Do you know how your mobile charger works?
Is Mobile Charger AC or DC?
The mobile charger is both AC and DC.
- You connect one end of the charger to the wall outlet and the other end to the device.
- Alternating current flows out of the wall outlet and into the transformer in the charger.
- The transformer steps the AC down, producing the smaller current that your device can handle.
- The AC output from the transformer runs through a rectification bridge. The bridge turns the AC into DC.
- The final checkpoint is a resistor that produces a smooth DC that charges your phone or laptop.
This guide shows diagrams representing the AC/DC conversation process. As you can see, charging systems are complicated because small devices like laptops and flashlights use direct current. And yet, the power coming out of your wall outlet is alternating current. You’re not wrong in concluding that mobile chargers are both AC and DC. This is what you should know about their inner workings:
1). AC VS DC
Direct current is the power you encountered during your high school lab experiments. It illuminated your light bulbs when you connected a battery. Direct current is called so because it moves in one direction.
Engineers use it because the direct current is easier to store, especially in batteries, hence its prominence in portable devices like phones. Direct current is not restricted to handheld electronics. You also find it in car batteries.
Alternating current stands out because it can change direction. Engineers use it in power line transmissions because it allows energy providers to use very high voltages, resulting in low currents and reducing losses in the long term.
You can see why experts still use AC in your home and DC in small devices. Both options serve a purpose. But bridging them creates a challenge.
The first image shows a USB cable that charges a mobile using a laptop. The cable is relatively straightforward because conversion isn’t necessary.
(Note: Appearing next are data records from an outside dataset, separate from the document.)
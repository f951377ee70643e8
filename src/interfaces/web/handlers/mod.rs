pub mod agents;
pub mod conversations;
pub mod research;
pub mod tasks;
pub mod webhooks;

use axum::Json;
use axum::http::StatusCode;
use serde_json::{Value, json};

use crate::core::orchestrator::types::Task;
use crate::error::{EngineError, status_for_kind};

pub type ApiResponse = (StatusCode, Json<Value>);

pub fn error_response(e: &EngineError) -> ApiResponse {
    (
        StatusCode::from_u16(e.http_status()).unwrap_or(StatusCode::INTERNAL_SERVER_ERROR),
        Json(json!({ "error": { "kind": e.kind(), "message": e.to_string() } })),
    )
}

/// Error response for a task that reached Failed; the stored error record
/// carries the kind tag that picks the status code.
pub fn failed_task_response(task: &Task) -> ApiResponse {
    let record: Value = task
        .error
        .as_deref()
        .and_then(|e| serde_json::from_str(e).ok())
        .unwrap_or_else(|| json!({ "kind": "internal", "message": task.error }));
    let kind = record["kind"].as_str().unwrap_or("internal");
    (
        StatusCode::from_u16(status_for_kind(kind)).unwrap_or(StatusCode::INTERNAL_SERVER_ERROR),
        Json(json!({ "task_id": task.id, "error": record })),
    )
}

/// Public JSON shape of a task record.
pub fn task_json(task: &Task) -> Value {
    json!({
        "task_id": task.id,
        "requester_id": task.requester_id,
        "agent_id": task.agent_id,
        "state": task.state.as_str(),
        "inputs": task.inputs,
        "output": task.output.as_deref().and_then(|o| serde_json::from_str::<Value>(o).ok()),
        "error": task.error.as_deref().and_then(|e| serde_json::from_str::<Value>(e).ok())
            .or_else(|| task.error.clone().map(Value::String)),
        "created_at": task.created_at,
        "completed_at": task.completed_at,
        "parent_id": task.parent_id,
        "conversation_id": task.conversation_id,
    })
}
use anyhow::Result;
use clap::Parser;
use langpack::commands::{self, BuildOverrides};
use std::path::PathBuf;

/// langpack - Language Package Builder
///
/// Package the translation files of every extension in a repository into one
/// installable archive per language, optionally upload them and generate a
/// download page.
///
/// If the LANGPACK_TRANSLATION_TOKEN environment variable is set, it is used to
/// authenticate against the translation service. Uploads use the standard AWS
/// credentials (AWS_ACCESS_KEY_ID, AWS_SECRET_ACCESS_KEY or a profile).
///
/// Examples:
///   langpack codes                   # List the languages found in the repository
///   langpack build --min-percent 50  # Package languages translated at least 50%
#[derive(Parser, Debug)]
#[command(author, version = env!("LANGPACK_VERSION"), about)]
struct Cli {
    #[command(subcommand)]
    command: Commands,

    /// Repository root (defaults to the current directory; also via LANGPACK_ROOT)
    #[arg(
        long = "root",
        short = 'r',
        env = "LANGPACK_ROOT",
        value_name = "PATH",
        default_value = ".",
        global = true
    )]
    pub root: PathBuf,

    /// Configuration file (defaults to langpack.json in the repository root)
    #[arg(
        long = "config",
        short = 'c',
        env = "LANGPACK_CONFIG",
        value_name = "FILE",
        global = true
    )]
    pub config: Option<PathBuf>,

    /// Do not print progress
    #[arg(long, short = 'q', global = true)]
    pub quiet: bool,
}

#[derive(clap::Subcommand, Debug)]
enum Commands {
    /// Build the packages of all languages and the download index
    Build(BuildArgs),

    /// Build the package of one language
    Package(PackageArgs),

    /// List the language codes found in the repository
    Codes,

    /// Show translation completion per language
    Progress,
}

#[derive(clap::Args, Debug)]
pub struct BuildArgs {
    /// Skip languages translated below this percentage (0 disables the filter)
    #[arg(long, value_name = "PERCENT")]
    pub min_percent: Option<f64>,

    /// Upload packages and index to object storage
    #[arg(long)]
    pub upload: bool,

    /// Delete local archives after uploading and do not write index.html
    #[arg(long)]
    pub discard_output: bool,
}

#[derive(clap::Args, Debug)]
pub struct PackageArgs {
    /// Language code, e.g. "en-GB"
    #[arg(value_name = "CODE")]
    pub code: String,
}

#[tokio::main]
async fn main() -> Result<()> {
    env_logger::Builder::from_env(env_logger::Env::default().default_filter_or("warn")).init();
    let cli = Cli::parse();
    let runtime = langpack::runtime::RealRuntime;

    match cli.command {
        Commands::Build(args) => {
            let overrides = BuildOverrides {
                min_percent: args.min_percent,
                upload: args.upload,
                discard_output: args.discard_output,
            };
            commands::build(runtime, &cli.root, cli.config, cli.quiet, overrides).await?
        }
        Commands::Package(args) => {
            commands::package(runtime, &cli.root, cli.config, cli.quiet, &args.code).await?
        }
        Commands::Codes => commands::codes(runtime, &cli.root, cli.config).await?,
        Commands::Progress => commands::progress(runtime, &cli.root, cli.config).await?,
    }
    Ok(())
}
//! Installation manifest embedded in every language package.

use chrono::{DateTime, Datelike, Utc};
use std::fmt::Write;

/// A folder of the archive and where the installer copies it to.
#[derive(Debug, Clone, PartialEq)]
pub struct FileGroup {
    pub folder: String,
    pub target: String,
    pub filenames: Vec<String>,
}

/// Extension descriptor of a language package.
#[derive(Debug, Clone, PartialEq)]
pub struct Manifest {
    pub name: String,
    pub author: String,
    pub author_url: String,
    pub copyright: String,
    pub license: String,
    pub version: String,
    pub creation_date: String,
    pub description: String,
    pub groups: Vec<FileGroup>,
}

impl Manifest {
    /// Copyright notice for the year of `now`.
    pub fn copyright_for(author_name: &str, now: DateTime<Utc>) -> String {
        format!(
            "Copyright (C) 2010-{} {}. All rights reserved.",
            now.year(),
            author_name
        )
    }

    /// Creation date in the installer's format, e.g. "05 Mar 2024".
    pub fn creation_date_for(now: DateTime<Utc>) -> String {
        now.format("%d %b %Y").to_string()
    }

    /// Adds a group unless it has no files.
    pub fn push_group(&mut self, folder: &str, target: &str, filenames: Vec<String>) {
        if filenames.is_empty() {
            return;
        }
        self.groups.push(FileGroup {
            folder: folder.to_string(),
            target: target.to_string(),
            filenames,
        });
    }

    pub fn to_xml(&self) -> String {
        let mut xml = String::from("<?xml version=\"1.0\" encoding=\"utf-8\"?>\n");
        xml.push_str("<extension type=\"file\" version=\"1.6\" method=\"upgrade\" client=\"site\">\n");

        for (tag, value) in [
            ("name", &self.name),
            ("author", &self.author),
            ("authorurl", &self.author_url),
            ("copyright", &self.copyright),
            ("license", &self.license),
            ("version", &self.version),
            ("creationDate", &self.creation_date),
            ("description", &self.description),
        ] {
            let _ = writeln!(xml, "    <{tag}>{}</{tag}>", escape(value));
        }

        xml.push_str("    <fileset>\n");
        for group in &self.groups {
            let _ = writeln!(
                xml,
                "        <files folder=\"{}\" target=\"{}\">",
                escape(&group.folder),
                escape(&group.target)
            );
            for filename in &group.filenames {
                let _ = writeln!(xml, "            <filename>{}</filename>", escape(filename));
            }
            xml.push_str("        </files>\n");
        }
        xml.push_str("    </fileset>\n");
        xml.push_str("</extension>\n");

        xml
    }
}

fn escape(value: &str) -> String {
    let mut escaped = String::with_capacity(value.len());
    for c in value.chars() {
        match c {
            '&' => escaped.push_str("&amp;"),
            '<' => escaped.push_str("&lt;"),
            '>' => escaped.push_str("&gt;"),
            '"' => escaped.push_str("&quot;"),
            '\'' => escaped.push_str("&apos;"),
            _ => escaped.push(c),
        }
    }
    escaped
}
The second picture shows a USB cable with a white box at the end that connects to an AC wall outlet.
That white box matters because it receives AC that it converts into DC. Those brick-like devices on your charger are not just for show. They serve a purpose.
2). Rectifier
You should keep in mind the significant difference between AC and DC. AC moves in two directions, while DC can only flow in one direction. This is where the rectifier enters the picture. It has a component known as a diode that only allows current to pass through in one direction.
The diode will manifest near-infinite resistance if the current attempts to flow in the opposite direction.
Don’t allow the workings of a rectifier to excite you. It won’t produce the proper direct current required to charge a battery. You need a capacitor to turn the pulsating output into a sufficient voltage supply.
The location of these components will depend on the type of charger. For instance, manufacturers position the converter in the car. On the other hand, you find a phone charger’s converter in the plug.
This is also true for fast-charging electric cars with DC chargers. You find the converter in the charger, which is why they are so large. The charging process is faster because the charger converts the power before sending it to the car.
The power goes directly into the vehicle’s battery, ignoring the converter. But you can’t expect DC charging stations to become the norm because their electrical demands are much higher. The price tag for production and installation is steep.
AC charging can take up to 20 minutes longer for some vehicles. However, the costs involved are much lower.
3). Voltage
The AC/DC conversation is not your only concern. You also have the voltage to consider. The average home uses its outlets to deliver 120V or 240V. But your phone requires 5V DC. You need a transformer.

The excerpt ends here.